President-elect Joe Biden continues to score points for fulfilling his promise to form a government that “looks like America.”
“Barrier breakers,” he calls his new cabinet picks. “Our cabinet doesn’t just have one first or just two of these firsts, but eight precedent-busting appointments – and today, a ninth,” Mr. Biden said Wednesday while naming Pete Buttigieg, who is gay, as his Transportation Secretary.
On Thursday there was more. He tapped Deb Haaland, an Indigenous and Democratic congresswoman representing New Mexico, to serve as Interior Secretary. It’s the department that oversees tribal lands. She becomes the first descendant of the original inhabitants of American lands to serve in the cabinet. It’s about time.
Then came the news that Mr. Biden will name the first Black man, Michael Regan, North Carolina’s environmental quality boss, as head of the Environmental Protection Agency. He joins a plethora of African-Americans, Latinos and Asian-Americans at the White House table.
Critics on the right say it’s identity politics run amuck, that Mr. Biden is going overboard, kowtowing to political correctness.
But for a country where there is so much social and racial division after four years of mainly white-man rule, what better way to tend to grievances than with a rainbow coalition in command?
The Biden cabinet is a reflection of the new America, says Moe Vela, a Hispanic attorney who served as director of administration to Mr. Biden when he was vice-president. In the three biggest states, California, Texas and New York, he noted that the majority of residents are people of colour, or close to it.
There’s more than demographics at work, he said in an interview. The Biden picks have a great wealth of governing experience. They are a reflection of Mr. Biden himself, a politician who seeks to bring people together, a rassembleur who wants to serve “as a model for inclusivity, for unity,” setting an example for Americans to follow as he has on wearing a mask.

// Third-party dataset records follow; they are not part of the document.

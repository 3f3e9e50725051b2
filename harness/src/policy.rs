//! Custody policy: the service's configuration surface.

use custody_kernel::proof::integrity::DigestTimestampV1;
use custody_kernel::store::KEY_SEPARATOR;
use serde::{Deserialize, Serialize};

/// Service configuration.
///
/// Deserializes from JSON with every field optional (missing fields take the
/// [`Default`] value).
#[derive(Debug, Clone, PartialEq, Eq, Serialize, Deserialize)]
#[serde(default)]
pub struct CustodyPolicyV1 {
    /// Timestamp rendering inside the integrity digest.
    pub digest_timestamp: DigestTimestampV1,
    /// Upper bound, in bytes, on any string argument.
    pub max_field_len: usize,
    /// Composite-key namespace for custody transfers.
    pub custody_namespace: String,
    /// Reject transfers to the officer who already holds the item.
    pub require_distinct_custodian: bool,
}

impl Default for CustodyPolicyV1 {
    fn default() -> Self {
        Self {
            digest_timestamp: DigestTimestampV1::LegacySeconds,
            max_field_len: 4096,
            custody_namespace: "custody_transfer".into(),
            require_distinct_custodian: false,
        }
    }
}

/// Invalid or unreadable policy.
#[derive(Debug, Clone, PartialEq, Eq)]
pub enum PolicyError {
    /// A field holds an unusable value.
    Invalid { detail: String },
    /// The policy document could not be parsed.
    Parse { detail: String },
}

impl std::fmt::Display for PolicyError {
    fn fmt(&self, f: &mut std::fmt::Formatter<'_>) -> std::fmt::Result {
        match self {
            Self::Invalid { detail } => write!(f, "invalid custody policy: {detail}"),
            Self::Parse { detail } => write!(f, "custody policy parse error: {detail}"),
        }
    }
}

impl std::error::Error for PolicyError {}

impl CustodyPolicyV1 {
    /// Check that the policy is usable.
    ///
    /// # Errors
    ///
    /// Returns [`PolicyError::Invalid`] if `max_field_len` is zero or the
    /// custody namespace is empty or contains U+0000.
    pub fn validate(&self) -> Result<(), PolicyError> {
        if self.max_field_len == 0 {
            return Err(PolicyError::Invalid {
                detail: "max_field_len must be positive".into(),
            });
        }
        if self.custody_namespace.is_empty() || self.custody_namespace.contains(KEY_SEPARATOR) {
            return Err(PolicyError::Invalid {
                detail: format!(
                    "custody_namespace {:?} must be non-empty and free of U+0000",
                    self.custody_namespace
                ),
            });
        }
        Ok(())
    }

    /// Parse and validate a JSON policy document.
    ///
    /// # Errors
    ///
    /// Returns [`PolicyError::Parse`] for malformed JSON or unknown enum
    /// values, and [`PolicyError::Invalid`] if validation fails.
    pub fn from_json(bytes: &[u8]) -> Result<Self, PolicyError> {
        let policy: Self = serde_json::from_slice(bytes).map_err(|e| PolicyError::Parse {
            detail: e.to_string(),
        })?;
        policy.validate()?;
        Ok(policy)
    }
}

But the Biden cabinet is more old than new. It is chock-full of men and women who served in the bureaucracy or White House of Barack Obama, who had a diverse team as well. “I would have liked to have seen more new faces,” said Mr. Vela.
While it looks like America, the question is can Mr. Biden’s dramatis personae fix America? Many of the picks are his friends, safe choices. There are few contrarians, not much potential for dramatic new departures.
The country faces a severe urban-rural divide, one which was emphatically evident in the election results, with the Republicans totally dominating in rural regions. But there is no cabinet post to address the schism. The U.S. has never had an equivalent of a federal-provincial relations minister like there’s been, under various titles, in Canada.
Though the cabinet borrows heavily from the Obama-Biden administration, there is no great sin in that. While granting that the cabinet is Obama-heavy, Mr. Vela said the important consideration is experience. “I don’t think we’ve ever had such a perfect ugly storm in this county as now. This is no time for a cabinet that needs on-the-job training.”
Along with vice president-elect Kamala Harris, Mr. Biden’s other precedent-breaking appointments, all of whom served the Democrats in the Obama years, include Janet Yellen as the first female Treasury Secretary, Lloyd Austin, the first Black Pentagon chief, and Alejandro Mayorkas, the first Latino head of the Department of Homeland Security. In addition, Xavier Becerra becomes the first Latino to head the Department of Health and Human Services, and Susan Rice is the first Black woman to head the Domestic Policy Council.
Not all are seasoned in their fields. Ms. Rice, a global affairs specialist, has no experience on domestic matters. Mr. Buttigieg’s only experience in transportation, Republicans chide, is fixing roads as mayor of South Bend, Ind. However, the two are choices that will counter the erosion of intellectual standards as seen in the Trump years.
Mr. Biden’s foreign policy team, also Obama era veterans, is headed by Antony Blinken in the Secretary of State portfolio, who is rich in knowledge of the ways of the world. On climate change, a huge priority for Mr. Biden, the experience and expertise is deep as well, with former secretary of state John Kerry on the team, as well as Gina McCarthy, who served under Mr. Obama as EPA administrator.
The appointment of Ms. Haaland to head Interior is an inspired one for the 1.9 million Indigenous people whose education and health care are so affected by the decisions of the department. In its 171-year-old history, the department has had a contentious relationship with the country’s recognized tribes, which number in the hundreds.
In the Biden cabinet, Ms. Haaland will be the one who represents a bold departure from traditional thinking. The country needs builders, not just menders. For the Obama-era types on Biden’s team, to be up to that task is a tall order.